[Opening Source material section]

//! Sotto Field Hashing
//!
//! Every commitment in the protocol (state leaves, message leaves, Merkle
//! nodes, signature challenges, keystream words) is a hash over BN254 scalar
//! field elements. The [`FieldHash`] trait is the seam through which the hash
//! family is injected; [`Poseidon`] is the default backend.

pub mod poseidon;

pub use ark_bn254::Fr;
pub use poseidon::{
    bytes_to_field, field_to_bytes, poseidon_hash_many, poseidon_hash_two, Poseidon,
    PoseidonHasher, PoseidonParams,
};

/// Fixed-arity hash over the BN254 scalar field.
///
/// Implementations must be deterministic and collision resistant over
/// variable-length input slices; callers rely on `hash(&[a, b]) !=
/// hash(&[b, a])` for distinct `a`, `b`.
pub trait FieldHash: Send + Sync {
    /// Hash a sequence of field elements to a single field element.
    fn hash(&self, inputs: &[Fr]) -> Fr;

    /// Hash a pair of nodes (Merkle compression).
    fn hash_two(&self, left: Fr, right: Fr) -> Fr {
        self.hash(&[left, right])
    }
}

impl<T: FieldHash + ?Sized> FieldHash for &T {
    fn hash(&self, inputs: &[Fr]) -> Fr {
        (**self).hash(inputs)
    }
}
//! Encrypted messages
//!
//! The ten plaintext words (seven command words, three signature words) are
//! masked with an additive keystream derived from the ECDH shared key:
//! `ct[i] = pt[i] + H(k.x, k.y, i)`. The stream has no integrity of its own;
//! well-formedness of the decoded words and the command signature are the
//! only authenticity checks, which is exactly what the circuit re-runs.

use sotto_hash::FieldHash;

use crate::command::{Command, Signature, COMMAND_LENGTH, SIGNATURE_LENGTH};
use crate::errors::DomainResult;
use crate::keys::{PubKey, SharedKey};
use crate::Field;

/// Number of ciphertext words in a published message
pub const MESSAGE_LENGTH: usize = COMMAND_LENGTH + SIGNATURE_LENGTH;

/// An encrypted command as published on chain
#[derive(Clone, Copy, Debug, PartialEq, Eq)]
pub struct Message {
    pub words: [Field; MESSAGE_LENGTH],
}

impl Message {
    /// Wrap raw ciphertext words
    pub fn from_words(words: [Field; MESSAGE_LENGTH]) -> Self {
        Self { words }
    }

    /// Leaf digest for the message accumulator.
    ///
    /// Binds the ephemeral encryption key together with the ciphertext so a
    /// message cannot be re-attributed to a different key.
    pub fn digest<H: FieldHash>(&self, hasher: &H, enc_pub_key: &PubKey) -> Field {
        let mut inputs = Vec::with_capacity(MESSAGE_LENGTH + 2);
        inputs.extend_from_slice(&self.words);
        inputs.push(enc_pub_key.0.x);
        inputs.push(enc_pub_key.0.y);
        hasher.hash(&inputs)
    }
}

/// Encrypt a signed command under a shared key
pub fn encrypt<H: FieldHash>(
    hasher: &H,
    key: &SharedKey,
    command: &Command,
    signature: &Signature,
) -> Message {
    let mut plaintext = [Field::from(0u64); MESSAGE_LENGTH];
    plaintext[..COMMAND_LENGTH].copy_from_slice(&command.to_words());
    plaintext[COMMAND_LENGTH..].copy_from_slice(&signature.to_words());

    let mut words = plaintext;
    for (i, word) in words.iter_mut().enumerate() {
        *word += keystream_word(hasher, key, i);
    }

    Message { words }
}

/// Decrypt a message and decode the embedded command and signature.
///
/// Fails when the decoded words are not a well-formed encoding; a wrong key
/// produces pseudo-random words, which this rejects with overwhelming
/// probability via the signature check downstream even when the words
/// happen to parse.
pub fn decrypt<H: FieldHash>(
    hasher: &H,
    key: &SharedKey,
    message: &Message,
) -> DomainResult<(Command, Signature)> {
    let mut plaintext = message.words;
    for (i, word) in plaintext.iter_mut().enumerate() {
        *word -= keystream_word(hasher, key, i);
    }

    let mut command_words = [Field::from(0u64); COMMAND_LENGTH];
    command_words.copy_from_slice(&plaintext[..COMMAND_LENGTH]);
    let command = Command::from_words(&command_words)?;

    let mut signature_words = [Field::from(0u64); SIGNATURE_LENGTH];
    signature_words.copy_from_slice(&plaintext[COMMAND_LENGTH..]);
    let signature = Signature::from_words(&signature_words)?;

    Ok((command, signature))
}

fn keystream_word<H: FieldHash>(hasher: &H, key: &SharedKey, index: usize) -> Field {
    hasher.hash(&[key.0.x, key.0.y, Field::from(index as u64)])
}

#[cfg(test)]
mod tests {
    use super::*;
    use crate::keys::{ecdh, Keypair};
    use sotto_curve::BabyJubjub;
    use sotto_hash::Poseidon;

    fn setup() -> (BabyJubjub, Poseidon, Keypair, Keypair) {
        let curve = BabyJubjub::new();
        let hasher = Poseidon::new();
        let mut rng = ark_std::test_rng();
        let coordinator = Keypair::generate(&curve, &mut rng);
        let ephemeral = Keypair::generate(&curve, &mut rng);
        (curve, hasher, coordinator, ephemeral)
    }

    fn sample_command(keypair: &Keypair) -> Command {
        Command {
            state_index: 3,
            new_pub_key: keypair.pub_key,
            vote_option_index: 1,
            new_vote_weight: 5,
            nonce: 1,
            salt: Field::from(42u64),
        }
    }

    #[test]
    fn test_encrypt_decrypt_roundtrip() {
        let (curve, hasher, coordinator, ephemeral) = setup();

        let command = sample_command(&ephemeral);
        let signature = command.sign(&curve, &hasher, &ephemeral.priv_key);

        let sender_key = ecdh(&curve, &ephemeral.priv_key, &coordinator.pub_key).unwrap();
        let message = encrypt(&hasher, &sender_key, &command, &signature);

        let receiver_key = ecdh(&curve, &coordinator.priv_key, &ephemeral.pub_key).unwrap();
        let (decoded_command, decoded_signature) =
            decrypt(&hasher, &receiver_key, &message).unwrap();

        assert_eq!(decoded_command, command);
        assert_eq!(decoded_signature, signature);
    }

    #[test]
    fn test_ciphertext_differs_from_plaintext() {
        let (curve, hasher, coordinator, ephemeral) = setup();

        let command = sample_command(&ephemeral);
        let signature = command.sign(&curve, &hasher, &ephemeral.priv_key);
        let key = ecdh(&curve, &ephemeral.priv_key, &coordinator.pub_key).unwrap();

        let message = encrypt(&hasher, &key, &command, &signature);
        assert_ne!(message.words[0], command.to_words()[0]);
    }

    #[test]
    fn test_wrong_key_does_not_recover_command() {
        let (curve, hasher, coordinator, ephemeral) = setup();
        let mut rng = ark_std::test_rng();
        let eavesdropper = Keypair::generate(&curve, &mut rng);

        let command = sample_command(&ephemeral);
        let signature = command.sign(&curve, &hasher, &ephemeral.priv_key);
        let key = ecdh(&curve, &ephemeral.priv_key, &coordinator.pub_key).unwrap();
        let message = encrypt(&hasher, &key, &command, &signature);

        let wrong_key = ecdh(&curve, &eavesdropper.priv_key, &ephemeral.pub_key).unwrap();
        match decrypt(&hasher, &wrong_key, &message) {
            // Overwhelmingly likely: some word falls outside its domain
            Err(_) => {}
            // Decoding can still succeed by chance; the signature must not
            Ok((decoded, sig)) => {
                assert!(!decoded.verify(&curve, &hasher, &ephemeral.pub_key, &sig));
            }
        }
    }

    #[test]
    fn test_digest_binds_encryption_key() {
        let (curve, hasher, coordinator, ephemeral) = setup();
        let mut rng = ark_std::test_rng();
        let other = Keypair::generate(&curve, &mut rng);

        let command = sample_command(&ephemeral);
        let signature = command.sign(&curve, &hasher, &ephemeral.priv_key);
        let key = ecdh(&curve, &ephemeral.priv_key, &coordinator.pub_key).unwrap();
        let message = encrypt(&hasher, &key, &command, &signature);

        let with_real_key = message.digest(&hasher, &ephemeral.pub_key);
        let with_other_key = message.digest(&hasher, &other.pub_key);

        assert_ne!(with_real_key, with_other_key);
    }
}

[Closing Source material section]

→ **Exercise instructions**
The required output is the entries from their opening line through the line holding "fn hash(&self, inputs: &[Fr]) -> Fr;", repeated exactly, with both end lines kept.

→ **Answer section**
//! Sotto Field Hashing
//!
//! Every commitment in the protocol (state leaves, message leaves, Merkle
//! nodes, signature challenges, keystream words) is a hash over BN254 scalar
//! field elements. The [`FieldHash`] trait is the seam through which the hash
//! family is injected; [`Poseidon`] is the default backend.

pub mod poseidon;

pub use ark_bn254::Fr;
pub use poseidon::{
    bytes_to_field, field_to_bytes, poseidon_hash_many, poseidon_hash_two, Poseidon,
    PoseidonHasher, PoseidonParams,
};

/// Fixed-arity hash over the BN254 scalar field.
///
/// Implementations must be deterministic and collision resistant over
/// variable-length input slices; callers rely on `hash(&[a, b]) !=
/// hash(&[b, a])` for distinct `a`, `b`.
pub trait FieldHash: Send + Sync {
    /// Hash a sequence of field elements to a single field element.
    fn hash(&self, inputs: &[Fr]) -> Fr;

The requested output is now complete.